Fig 4. Effect of FA and pHBA on gene transcription within fusR-bucl8-fusCD-fusE operon.

(A) Growth curves of B. pseudomallei strain Bp82 and B. mallei strain CLH001. Cultures were grown in strain-specific broth and optical density (O.D.) and colony forming units (CFU) were recorded. Dotted line represents OD of 0.4. Error bars represent ±SEM. (B-D) RT-qPCR was performed on RNA samples isolated from cultures of the indicated strain, untreated and treated with substrate, at an OD₆₀₀ of ~0.4 for 1 hour. Graph shows fold change of relative gene expression compared to untreated cultures and normalized to transcription of 16S rRNA gene. Technical and experimental replicates were done in triplicate. One-way ANOVA with Tukey’s multiple comparison test of the log10 –transformed fold change.

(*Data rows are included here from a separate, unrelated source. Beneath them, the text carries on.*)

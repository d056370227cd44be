//! # Sync Error Types
//!
//! Error taxonomy for the sync engine.
//!
//! ## Categories
//! ```text
//! ┌─────────────────────────────────────────────────────────────────────┐
//! │                      Sync Error Categories                          │
//! │                                                                     │
//! │  Network      transient: rows stay pending, the phase backs off     │
//! │               and the next cycle retries                            │
//! │                                                                     │
//! │  Conflict     resolved automatically by policy (LWW / delta         │
//! │               replay); logged for audit, never user-facing          │
//! │                                                                     │
//! │  Database     the local store rejected a write mid-phase; the       │
//! │               enclosing batch transaction rolled back               │
//! │                                                                     │
//! │  Config       invalid device/tenant/sync settings; sync refuses     │
//! │               to start, local operations are unaffected             │
//! └─────────────────────────────────────────────────────────────────────┘
//! ```
//!
//! Network errors never block foreground operations: cart, checkout, and
//! inventory edits keep working fully offline while sync retries.

use thiserror::Error;

/// Result type alias for sync operations.
pub type SyncResult<T> = Result<T, SyncError>;

/// Sync error type covering all sync failure modes.
#[derive(Debug, Error)]
pub enum SyncError {
    // =========================================================================
    // Configuration Errors
    // =========================================================================
    /// Invalid sync configuration.
    #[error("Invalid sync configuration: {0}")]
    InvalidConfig(String),

    /// Missing device id (required before any push).
    #[error("Device ID not configured. Run initial provisioning first.")]
    MissingDeviceId,

    /// Failed to load the config file.
    #[error("Failed to load config: {0}")]
    ConfigLoadFailed(String),

    /// Failed to save the config file.
    #[error("Failed to save config: {0}")]
    ConfigSaveFailed(String),

    // =========================================================================
    // Transport Errors
    // =========================================================================
    /// The remote backend was unreachable or the call failed in transit.
    /// Recoverable: affected rows stay `pending`.
    #[error("Network error: {0}")]
    Network(String),

    // =========================================================================
    // Reconciliation Errors
    // =========================================================================
    /// A remote row changed concurrently with local state. Resolved by
    /// policy; surfaced only through logs.
    #[error("Conflict on {entity_type}/{entity_id}: {detail}")]
    Conflict {
        entity_type: String,
        entity_id: String,
        detail: String,
    },

    // =========================================================================
    // Local Store Errors
    // =========================================================================
    /// The local database rejected an operation.
    #[error("Database error: {0}")]
    Database(String),

}

impl SyncError {
    /// True when the operation may succeed if simply retried later.
    ///
    /// Only transport faults qualify; config, conflict, and database
    /// errors need intervention or are already resolved.
    pub fn is_retryable(&self) -> bool {
        matches!(self, SyncError::Network(_))
    }

    /// True when this error indicates a configuration problem.
    pub fn is_config_error(&self) -> bool {
        matches!(
            self,
            SyncError::InvalidConfig(_)
                | SyncError::MissingDeviceId
                | SyncError::ConfigLoadFailed(_)
                | SyncError::ConfigSaveFailed(_)
        )
    }
}

// =============================================================================
// Error Conversions
// =============================================================================

impl From<nadi_store::StoreError> for SyncError {
    fn from(err: nadi_store::StoreError) -> Self {
        SyncError::Database(err.to_string())
    }
}

impl From<sqlx::Error> for SyncError {
    fn from(err: sqlx::Error) -> Self {
        SyncError::Database(err.to_string())
    }
}

impl From<std::io::Error> for SyncError {
    fn from(err: std::io::Error) -> Self {
        SyncError::ConfigLoadFailed(err.to_string())
    }
}

impl From<toml::de::Error> for SyncError {
    fn from(err: toml::de::Error) -> Self {
        SyncError::ConfigLoadFailed(err.to_string())
    }
}

impl From<toml::ser::Error> for SyncError {
    fn from(err: toml::ser::Error) -> Self {
        SyncError::ConfigSaveFailed(err.to_string())
    }
}

#[cfg(test)]
mod tests {
    use super::*;

    #[test]
    fn test_retryable_classification() {
        assert!(SyncError::Network("connection reset".into()).is_retryable());

        assert!(!SyncError::InvalidConfig("bad".into()).is_retryable());
        assert!(!SyncError::Database("locked".into()).is_retryable());
        assert!(!SyncError::Conflict {
            entity_type: "product".into(),
            entity_id: "p-1".into(),
            detail: "older remote row".into(),
        }
        .is_retryable());
    }

    #[test]
    fn test_config_error_classification() {
        assert!(SyncError::MissingDeviceId.is_config_error());
        assert!(!SyncError::Network("timeout".into()).is_config_error());
    }
}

Significance shown is in comparison to tar; ***p < 0.001. Error bars represent ±SEM. (B) Transcription activation of fusR-bucl8-fusCD-fusE genes in Bp82 with 1000 μM FA. The downstream tar gene is assumed outside of the fusR-bucl8 operon. (C) Transcription activation of fusR and bucl8 in CLH001 with 60 μM FA. (D) Transcription activation of Bucl8 regulon in Bp82 with 6.25 mM pHBA.